* **Your objective**:
Reproduce the data in full, exactly as it appears.

Items listed in a dataset

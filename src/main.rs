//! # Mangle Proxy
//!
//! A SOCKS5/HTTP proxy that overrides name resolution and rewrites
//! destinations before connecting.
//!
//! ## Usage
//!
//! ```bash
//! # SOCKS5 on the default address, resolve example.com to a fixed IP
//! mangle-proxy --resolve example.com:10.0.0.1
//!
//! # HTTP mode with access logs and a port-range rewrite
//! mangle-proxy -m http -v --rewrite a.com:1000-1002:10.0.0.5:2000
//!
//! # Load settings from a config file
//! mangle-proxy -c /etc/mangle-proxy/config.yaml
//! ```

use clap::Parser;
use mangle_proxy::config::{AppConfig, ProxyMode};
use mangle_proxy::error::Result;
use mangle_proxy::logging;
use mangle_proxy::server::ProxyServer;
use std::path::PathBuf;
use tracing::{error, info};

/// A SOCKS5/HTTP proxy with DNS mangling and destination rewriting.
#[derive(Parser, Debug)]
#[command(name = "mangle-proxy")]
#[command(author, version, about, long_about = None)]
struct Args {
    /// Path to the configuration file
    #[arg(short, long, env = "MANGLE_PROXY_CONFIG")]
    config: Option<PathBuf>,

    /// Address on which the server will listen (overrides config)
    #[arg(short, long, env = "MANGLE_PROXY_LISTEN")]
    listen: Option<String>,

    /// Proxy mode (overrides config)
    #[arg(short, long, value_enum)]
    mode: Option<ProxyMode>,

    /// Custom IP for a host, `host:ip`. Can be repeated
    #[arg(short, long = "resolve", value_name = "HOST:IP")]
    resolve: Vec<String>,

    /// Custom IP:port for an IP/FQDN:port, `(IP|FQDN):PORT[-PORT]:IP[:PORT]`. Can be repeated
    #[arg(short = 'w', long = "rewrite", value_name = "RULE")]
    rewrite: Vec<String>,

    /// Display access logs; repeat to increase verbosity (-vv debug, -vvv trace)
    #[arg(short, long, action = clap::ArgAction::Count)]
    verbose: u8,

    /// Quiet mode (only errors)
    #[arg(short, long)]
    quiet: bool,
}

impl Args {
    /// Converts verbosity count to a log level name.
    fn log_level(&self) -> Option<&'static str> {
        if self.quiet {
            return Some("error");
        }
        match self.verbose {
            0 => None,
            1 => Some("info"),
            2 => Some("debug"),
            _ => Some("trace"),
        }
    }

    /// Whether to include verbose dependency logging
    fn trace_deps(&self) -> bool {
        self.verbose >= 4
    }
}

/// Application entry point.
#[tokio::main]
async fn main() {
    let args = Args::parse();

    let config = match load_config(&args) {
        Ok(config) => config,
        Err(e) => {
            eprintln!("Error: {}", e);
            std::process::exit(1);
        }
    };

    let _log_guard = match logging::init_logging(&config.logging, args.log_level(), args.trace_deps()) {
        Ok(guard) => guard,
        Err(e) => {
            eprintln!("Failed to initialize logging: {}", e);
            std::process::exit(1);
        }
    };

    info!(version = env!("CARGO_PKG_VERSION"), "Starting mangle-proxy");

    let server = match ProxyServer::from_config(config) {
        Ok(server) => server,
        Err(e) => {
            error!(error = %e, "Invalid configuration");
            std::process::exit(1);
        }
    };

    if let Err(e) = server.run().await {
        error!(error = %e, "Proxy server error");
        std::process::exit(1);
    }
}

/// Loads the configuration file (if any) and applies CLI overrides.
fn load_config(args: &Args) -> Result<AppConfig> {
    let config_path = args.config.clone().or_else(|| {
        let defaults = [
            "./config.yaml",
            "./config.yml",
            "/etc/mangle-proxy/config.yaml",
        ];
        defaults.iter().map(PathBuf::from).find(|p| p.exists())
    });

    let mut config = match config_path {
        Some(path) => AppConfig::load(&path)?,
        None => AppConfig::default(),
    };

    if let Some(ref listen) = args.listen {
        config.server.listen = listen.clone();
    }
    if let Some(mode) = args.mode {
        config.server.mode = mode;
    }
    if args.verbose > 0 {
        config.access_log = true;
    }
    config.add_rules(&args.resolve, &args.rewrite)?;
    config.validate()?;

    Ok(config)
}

* **Expected output**:
filename src/main.rs
//! # Mangle Proxy
//!
//! A SOCKS5/HTTP proxy that overrides name resolution and rewrites
//! destinations before connecting.
//!
//! ## Usage
//!
//! ```bash
//! # SOCKS5 on the default address, resolve example.com to a fixed IP
//! mangle-proxy --resolve example.com:10.0.0.1
//!
//! # HTTP mode with access logs and a port-range rewrite
//! mangle-proxy -m http -v --rewrite a.com:1000-1002:10.0.0.5:2000
//!
//! # Load settings from a config file
//! mangle-proxy -c /etc/mangle-proxy/config.yaml
//! ```

use clap::Parser;
use mangle_proxy::config::{AppConfig, ProxyMode};
use mangle_proxy::error::Result;
use mangle_proxy::logging;
use mangle_proxy::server::ProxyServer;
use std::path::PathBuf;
use tracing::{error, info};

/// A SOCKS5/HTTP proxy with DNS mangling and destination rewriting.
#[derive(Parser, Debug)]
#[command(name = "mangle-proxy")]
#[command(author, version, about, long_about = None)]
struct Args {
    /// Path to the configuration file
    #[arg(short, long, env = "MANGLE_PROXY_CONFIG")]
    config: Option<PathBuf>,

    /// Address on which the server will listen (overrides config)
    #[arg(short, long, env = "MANGLE_PROXY_LISTEN")]
    listen: Option<String>,

    /// Proxy mode (overrides config)
    #[arg(short, long, value_enum)]
    mode: Option<ProxyMode>,

    /// Custom IP for a host, `host:ip`. Can be repeated
    #[arg(short, long = "resolve", value_name = "HOST:IP")]
    resolve: Vec<String>,

    /// Custom IP:port for an IP/FQDN:port, `(IP|FQDN):PORT[-PORT]:IP[:PORT]`. Can be repeated
    #[arg(short = 'w', long = "rewrite", value_name = "RULE")]
    rewrite: Vec<String>,

    /// Display access logs; repeat to increase verbosity (-vv debug, -vvv trace)
    #[arg(short, long, action = clap::ArgAction::Count)]
    verbose: u8,

    /// Quiet mode (only errors)
    #[arg(short, long)]
    quiet: bool,
}

impl Args {
    /// Converts verbosity count to a log level name.
    fn log_level(&self) -> Option<&'static str> {
        if self.quiet {
            return Some("error");
        }
        match self.verbose {
            0 => None,
            1 => Some("info"),
            2 => Some("debug"),
            _ => Some("trace"),
        }
    }

    /// Whether to include verbose dependency logging
    fn trace_deps(&self) -> bool {
        self.verbose >= 4
    }
}

/// Application entry point.
#[tokio::main]
async fn main() {
    let args = Args::parse();

    let config = match load_config(&args) {
        Ok(config) => config,
        Err(e) => {
            eprintln!("Error: {}", e);
            std::process::exit(1);
        }
    };

    let _log_guard = match logging::init_logging(&config.logging, args.log_level(), args.trace_deps()) {
        Ok(guard) => guard,
        Err(e) => {
            eprintln!("Failed to initialize logging: {}", e);
            std::process::exit(1);
        }
    };

    info!(version = env!("CARGO_PKG_VERSION"), "Starting mangle-proxy");

    let server = match ProxyServer::from_config(config) {
        Ok(server) => server,
        Err(e) => {
            error!(error = %e, "Invalid configuration");
            std::process::exit(1);
        }
    };

    if let Err(e) = server.run().await {
        error!(error = %e, "Proxy server error");
        std::process::exit(1);
    }
}

/// Loads the configuration file (if any) and applies CLI overrides.
fn load_config(args: &Args) -> Result<AppConfig> {
    let config_path = args.config.clone().or_else(|| {
        let defaults = [
            "./config.yaml",
            "./config.yml",
            "/etc/mangle-proxy/config.yaml",
        ];
        defaults.iter().map(PathBuf::from).find(|p| p.exists())
    });

    let mut config = match config_path {
        Some(path) => AppConfig::load(&path)?,
        None => AppConfig::default(),
    };

    if let Some(ref listen) = args.listen {
        config.server.listen = listen.clone();
    }
    if let Some(mode) = args.mode {
        config.server.mode = mode;
    }
    if args.verbose > 0 {
        config.access_log = true;
    }
    config.add_rules(&args.resolve, &args.rewrite)?;
    config.validate()?;

    Ok(config)
}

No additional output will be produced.